Data entries
-*-*-

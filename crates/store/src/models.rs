use std::collections::BTreeMap;

use chrono::NaiveDate;
use serde::{Deserialize, Serialize};

// ─── Daily check-ins ────────────────────────────────────────────────────────

/// Check-ins for one calendar date (`stats/daily/<YYYY-MM-DD>.json`).
///
/// Written only by the daily aggregator. `count == users.len()` after
/// reconciliation; the aggregator repairs any loaded violation.
#[derive(Debug, Clone, Default, PartialEq, Serialize, Deserialize)]
pub struct DailyCheckInRecord {
    pub count: u64,
    /// Addresses that checked in on this date. Values are always `true`;
    /// the map shape matches the published JSON schema.
    pub users: BTreeMap<String, bool>,
}

impl DailyCheckInRecord {
    /// Effective check-in count, trusting whichever of the two redundant
    /// fields is larger. Used when reading records this component does not
    /// own and therefore must not rewrite.
    pub fn effective_count(&self) -> u64 {
        self.count.max(self.users.len() as u64)
    }
}

// ─── Per-user streaks ───────────────────────────────────────────────────────

/// Streak state for one user (`stats/users/<shard>/<address>.json`).
///
/// Fully recomputed from the daily records each run; stored values are
/// only consulted for `maxStreak` carry-over, and even then distrusted
/// when they fail sanity checks.
#[derive(Debug, Clone, Default, PartialEq, Serialize, Deserialize)]
#[serde(rename_all = "camelCase")]
pub struct UserStreakRecord {
    pub current_streak: u32,
    pub max_streak: u32,
    pub last_check_in: Option<NaiveDate>,
    pub total_check_ins: u32,
    /// Distinct check-in dates per `YYYY-MM` month. Never above 31.
    #[serde(default)]
    pub months: BTreeMap<String, u32>,
}

// ─── Global summary ─────────────────────────────────────────────────────────

/// Global summary (`stats/summary.json`), rewritten whole once per run.
#[derive(Debug, Clone, Default, PartialEq, Serialize, Deserialize)]
#[serde(rename_all = "camelCase")]
pub struct SummaryRecord {
    pub last_update: String,
    pub total_users: u64,
    pub check_ins_today: u64,
    pub total_check_ins: u64,
    pub max_streak: u32,
    /// Check-in counts for the 7 most recent calendar dates ending today.
    pub last_seven_days: BTreeMap<String, u64>,
}

/// The summary subset embedded in the leaderboard and compat artifacts.
#[derive(Debug, Clone, Default, PartialEq, Serialize, Deserialize)]
#[serde(rename_all = "camelCase")]
pub struct CheckInStats {
    pub total_check_ins: u64,
    pub max_streak: u32,
    pub check_ins_today: u64,
    pub last_update: String,
}

// ─── Published leaderboard ──────────────────────────────────────────────────

/// One leaderboard row. `clicks` stays a decimal string, matching what the
/// UI has always consumed.
#[derive(Debug, Clone, PartialEq, Serialize, Deserialize)]
pub struct LeaderboardEntry {
    pub user: String,
    pub clicks: String,
}

/// Stats block embedded in the leaderboard artifact.
#[derive(Debug, Clone, Default, PartialEq, Serialize, Deserialize)]
#[serde(rename_all = "camelCase")]
pub struct LeaderboardStats {
    pub total_users: u64,
    pub check_ins: CheckInStats,
}

/// The published output (`leaderboard.json`) — the UI's sole data source
/// and the next run's source of previous click counts.
#[derive(Debug, Clone, Default, PartialEq, Serialize, Deserialize)]
#[serde(rename_all = "camelCase")]
pub struct LeaderboardArtifact {
    pub last_update: String,
    /// Descending by clicks; ties keep chain order.
    pub data: Vec<LeaderboardEntry>,
    pub stats: LeaderboardStats,
    pub total_check_ins: u64,
}

// ─── Legacy mirror ──────────────────────────────────────────────────────────

/// Legacy-schema mirror (`checkin_stats.json`), rewritten in lockstep with
/// the summary for consumers of the older layout.
#[derive(Debug, Clone, Default, PartialEq, Serialize, Deserialize)]
#[serde(rename_all = "camelCase")]
pub struct CompatArtifact {
    pub stats: CheckInStats,
    /// Only today's record; historical days live in `stats/daily/`.
    pub daily_data: BTreeMap<String, DailyCheckInRecord>,
    /// Always empty in the current schema, kept for shape compatibility.
    pub streaks: BTreeMap<String, serde_json::Value>,
}
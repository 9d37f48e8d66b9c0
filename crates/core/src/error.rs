use thiserror::Error;

/// Shared error type used across all gmboard crates.
#[derive(Debug, Error)]
pub enum AppError {
    /// Chain read failed after exhausting all retry attempts.
    #[error("chain unavailable: {0}")]
    ChainUnavailable(String),

    #[error("store error: {0}")]
    Store(String),

    #[error("configuration error: {0}")]
    Config(String),

    #[error(transparent)]
    Other(#[from] eyre::Error),
}
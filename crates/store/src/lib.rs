pub mod models;
pub mod store;

pub use store::{
    COMPAT_KEY, DAILY_DIR, LEADERBOARD_KEY, SUMMARY_KEY, Store, StoreError, daily_key, user_key,
};
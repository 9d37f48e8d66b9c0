use chrono::NaiveDate;
use gmboard_chain::ClickSnapshot;
use gmboard_store::models::LeaderboardArtifact;
use gmboard_store::{LEADERBOARD_KEY, Store, StoreError};

use crate::daily::{DailyAggregator, previous_clicks};
use crate::publish;
use crate::streaks::StreakCalculator;
use crate::summary::SummaryBuilder;

/// Tunables for one aggregation run.
#[derive(Debug, Clone)]
pub struct RunOptions {
    pub today: NaiveDate,
    /// ISO-8601 timestamp stamped into every artifact written this run.
    pub now_iso: String,
    pub burst_threshold: u64,
    pub streak_ceiling: u32,
}

/// What a completed run produced, for the operator-facing summary log.
#[derive(Debug, Clone, PartialEq)]
pub struct RunReport {
    pub total_users: u64,
    pub new_check_ins: u64,
    pub check_ins_today: u64,
    pub total_check_ins: u64,
    pub max_streak: u32,
}

/// Execute the full pipeline against an already-fetched snapshot:
/// daily reconciliation, streak recomputation, summary + compat, and
/// finally the published leaderboard.
///
/// Only the summary, compat and leaderboard writes can fail the run;
/// daily and per-user write failures are absorbed upstream. If the
/// leaderboard write fails, the next run diffs against the last published
/// snapshot — deltas then span two periods, which the one-mark-per-day
/// rule already tolerates.
pub fn run_once(
    store: &mut Store,
    snapshot: &ClickSnapshot,
    options: &RunOptions,
) -> Result<RunReport, StoreError> {
    let previous: LeaderboardArtifact =
        store.read_json(LEADERBOARD_KEY, LeaderboardArtifact::default());
    let previous = previous_clicks(&previous);

    let aggregator = DailyAggregator::new(options.burst_threshold);
    let outcome = aggregator.reconcile(store, snapshot, &previous, options.today);

    let calculator = StreakCalculator::new(options.streak_ceiling);
    let max_streak = calculator.recompute_all(store, &outcome.records);

    let builder = SummaryBuilder;
    let summary = builder.build(
        &outcome.records,
        options.today,
        snapshot.len() as u64,
        max_streak,
        &options.now_iso,
    );
    let compat = builder.compat_from(&summary, options.today, outcome.records.get(&options.today));
    builder.persist(store, &summary, &compat)?;

    let artifact = publish::build_leaderboard(snapshot, &summary);
    publish::publish(store, &artifact)?;

    Ok(RunReport {
        total_users: summary.total_users,
        new_check_ins: outcome.new_check_ins,
        check_ins_today: summary.check_ins_today,
        total_check_ins: summary.total_check_ins,
        max_streak: summary.max_streak,
    })
}
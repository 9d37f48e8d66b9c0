use std::collections::HashMap;
use std::time::Duration;

use alloy::primitives::{Address, U256};
use thiserror::Error;
use tokio_retry::Retry;
use tracing::warn;

use crate::abi::ClickCounter;
use crate::provider::HttpProvider;
use crate::retry::GrowthBackoff;

/// Chain-read failure, surfaced only after every retry attempt is spent.
#[derive(Debug, Error)]
pub enum ChainError {
    #[error("rpc call failed: {0}")]
    Rpc(String),

    #[error("rpc call timed out after {0:?}")]
    Timeout(Duration),
}

// ─── Snapshot ───────────────────────────────────────────────────────────────

/// One (address, cumulative clicks) pair as returned by the contract.
#[derive(Debug, Clone, PartialEq, Eq)]
pub struct SnapshotEntry {
    /// Lowercase 0x-prefixed hex address.
    pub address: String,
    pub clicks: u64,
}

/// The full click-count snapshot for one run.
///
/// Entries preserve the contract's return order — that order is the
/// tie-break for the published leaderboard's stable sort.
#[derive(Debug, Clone, Default)]
pub struct ClickSnapshot {
    entries: Vec<SnapshotEntry>,
}

impl ClickSnapshot {
    /// Build a snapshot from parallel address/count arrays, normalising
    /// addresses to lowercase hex. Counts beyond `u64` are clamped with a
    /// warning (a click counter cannot plausibly reach 2^64).
    pub fn from_pairs(users: &[Address], counts: &[U256]) -> Self {
        let mut entries: Vec<SnapshotEntry> = Vec::with_capacity(users.len());
        let mut index: HashMap<String, usize> = HashMap::with_capacity(users.len());

        for (user, count) in users.iter().zip(counts.iter()) {
            let address = format!("{user:#x}");
            let clicks = u64::try_from(*count).unwrap_or_else(|_| {
                warn!(user = %address, clicks = %count, "Click count exceeds u64, clamping");
                u64::MAX
            });

            match index.get(&address) {
                // Contract should never return duplicates; last value wins.
                Some(&at) => entries[at].clicks = clicks,
                None => {
                    index.insert(address.clone(), entries.len());
                    entries.push(SnapshotEntry { address, clicks });
                }
            }
        }

        Self { entries }
    }

    /// Build a snapshot from already-normalised entries, preserving their
    /// order. Used by callers that do not go through the RPC path.
    pub fn from_entries(entries: Vec<SnapshotEntry>) -> Self {
        Self { entries }
    }

    /// Entries in original chain order.
    pub fn entries(&self) -> &[SnapshotEntry] {
        &self.entries
    }

    pub fn len(&self) -> usize {
        self.entries.len()
    }

    pub fn is_empty(&self) -> bool {
        self.entries.is_empty()
    }
}

// ─── Fetch ──────────────────────────────────────────────────────────────────

/// Retry policy for one snapshot fetch.
#[derive(Debug, Clone)]
pub struct FetchConfig {
    /// Total attempts before giving up (first try included).
    pub max_attempts: u32,
    /// Per-attempt RPC timeout. A timeout counts as a failed attempt.
    pub attempt_timeout: Duration,
    pub backoff: GrowthBackoff,
}

/// Fetch the current `(address, clicks)` snapshot from the contract.
///
/// Retries transient failures with backoff; fails only once the attempt
/// budget is exhausted. Nothing has been written at that point, so the
/// caller can abort the run safely.
pub async fn fetch_snapshot(
    provider: &HttpProvider,
    contract_address: Address,
    config: &FetchConfig,
) -> Result<ClickSnapshot, ChainError> {
    let contract = ClickCounter::new(contract_address, provider.clone());
    let strategy = config
        .backoff
        .clone()
        .take(config.max_attempts.saturating_sub(1) as usize);

    Retry::spawn(strategy, || async {
        let call = contract.getLeaderboard();
        match tokio::time::timeout(config.attempt_timeout, call.call()).await {
            Ok(Ok(ret)) => Ok(ClickSnapshot::from_pairs(&ret.users, &ret.clickCounts)),
            Ok(Err(e)) => {
                warn!(error = %e, "getLeaderboard call failed, will retry");
                Err(ChainError::Rpc(e.to_string()))
            }
            Err(_) => {
                warn!(timeout = ?config.attempt_timeout, "getLeaderboard call timed out, will retry");
                Err(ChainError::Timeout(config.attempt_timeout))
            }
        }
    })
    .await
}
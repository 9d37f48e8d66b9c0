use std::collections::BTreeMap;

use chrono::{Datelike, NaiveDate};
use gmboard_store::models::{DailyCheckInRecord, UserStreakRecord};
use gmboard_store::{Store, user_key};
use tracing::{error, info, warn};

/// Recomputes per-user streak state from the full daily history.
///
/// Nothing stored is trusted: every run derives streaks, totals and
/// monthly counts from the daily records alone, so corruption in a prior
/// run's output heals itself. Stored state is consulted only to carry a
/// `maxStreak` that the surviving history can no longer prove, and even
/// then only when it passes sanity checks.
#[derive(Debug, Clone)]
pub struct StreakCalculator {
    /// Stored `maxStreak` values above this are treated as corrupt.
    ceiling: u32,
}

/// Streak state derived purely from check-in dates.
#[derive(Debug, Clone, Default, PartialEq)]
pub struct ComputedStreak {
    pub current_streak: u32,
    pub max_streak: u32,
    pub total_check_ins: u32,
    pub last_check_in: Option<NaiveDate>,
    pub months: BTreeMap<String, u32>,
}

impl StreakCalculator {
    pub fn new(ceiling: u32) -> Self {
        Self { ceiling }
    }

    /// Derive streak state from a user's distinct check-in dates, given in
    /// ascending order.
    ///
    /// A date exactly one day after the previous one extends the run; any
    /// gap resets it to 1. Equal dates cannot occur (one mark per day) but
    /// are skipped defensively.
    pub fn compute(&self, dates: &[NaiveDate]) -> ComputedStreak {
        let mut current = 0u32;
        let mut max = 0u32;
        let mut total = 0u32;
        let mut months: BTreeMap<String, u32> = BTreeMap::new();
        let mut prev: Option<NaiveDate> = None;

        for &date in dates {
            match prev {
                Some(p) if date == p => continue,
                Some(p) if (date - p).num_days() == 1 => current += 1,
                _ => current = 1,
            }
            max = max.max(current);
            total += 1;
            *months
                .entry(format!("{:04}-{:02}", date.year(), date.month()))
                .or_insert(0) += 1;
            prev = Some(date);
        }

        ComputedStreak {
            current_streak: current,
            max_streak: max,
            total_check_ins: total,
            last_check_in: prev,
            months,
        }
    }

    /// Merge freshly computed state with a stored record, distrusting
    /// stored values that fail sanity checks.
    pub fn heal(&self, address: &str, stored: &UserStreakRecord, computed: ComputedStreak) -> UserStreakRecord {
        let max_streak = if stored.max_streak > self.ceiling
            || stored.max_streak > computed.total_check_ins
        {
            if stored.max_streak > 0 {
                warn!(
                    user = %address,
                    stored = stored.max_streak,
                    computed = computed.max_streak,
                    ceiling = self.ceiling,
                    "Stored maxStreak fails sanity check, overwriting with computed value"
                );
            }
            computed.max_streak
        } else {
            stored.max_streak.max(computed.max_streak)
        };

        if stored.months.values().any(|&n| n > 31) {
            warn!(user = %address, "Stored month counts exceed 31 days, replacing wholesale");
        }

        UserStreakRecord {
            current_streak: computed.current_streak,
            max_streak,
            last_check_in: computed.last_check_in,
            total_check_ins: computed.total_check_ins,
            months: computed.months,
        }
    }

    /// Recompute and rewrite every user's streak record from the daily
    /// history. Returns the largest `maxStreak` across all users, for the
    /// global summary.
    ///
    /// Per-user write failures are logged and skipped: partial streak data
    /// beats a crashed run, and the next run rewrites everything anyway.
    pub fn recompute_all(
        &self,
        store: &mut Store,
        records: &BTreeMap<NaiveDate, DailyCheckInRecord>,
    ) -> u32 {
        let mut dates_by_user: BTreeMap<String, Vec<NaiveDate>> = BTreeMap::new();
        for (&date, record) in records {
            for user in record.users.keys() {
                dates_by_user.entry(user.clone()).or_default().push(date);
            }
        }

        let mut global_max = 0u32;
        let users = dates_by_user.len();
        for (user, dates) in dates_by_user {
            let key = user_key(&user);
            let stored: UserStreakRecord = store.read_json(&key, UserStreakRecord::default());
            let healed = self.heal(&user, &stored, self.compute(&dates));
            global_max = global_max.max(healed.max_streak);

            if let Err(e) = store.write_json(&key, &healed) {
                error!(user = %user, error = %e, "Failed to persist streak record, continuing");
            }
        }

        info!(users, global_max, "Streak recomputation complete");
        global_max
    }
}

-*-*-

Work instructions:
Restate word for word the entries above, starting at the line with "pub struct SnapshotEntry" and ending at the line with "plausibly reach 2^64).", inclusive, and no others.

Answer to this task:
pub struct SnapshotEntry {
    /// Lowercase 0x-prefixed hex address.
    pub address: String,
    pub clicks: u64,
}

/// The full click-count snapshot for one run.
///
/// Entries preserve the contract's return order — that order is the
/// tie-break for the published leaderboard's stable sort.
#[derive(Debug, Clone, Default)]
pub struct ClickSnapshot {
    entries: Vec<SnapshotEntry>,
}

impl ClickSnapshot {
    /// Build a snapshot from parallel address/count arrays, normalising
    /// addresses to lowercase hex. Counts beyond `u64` are clamped with a
    /// warning (a click counter cannot plausibly reach 2^64).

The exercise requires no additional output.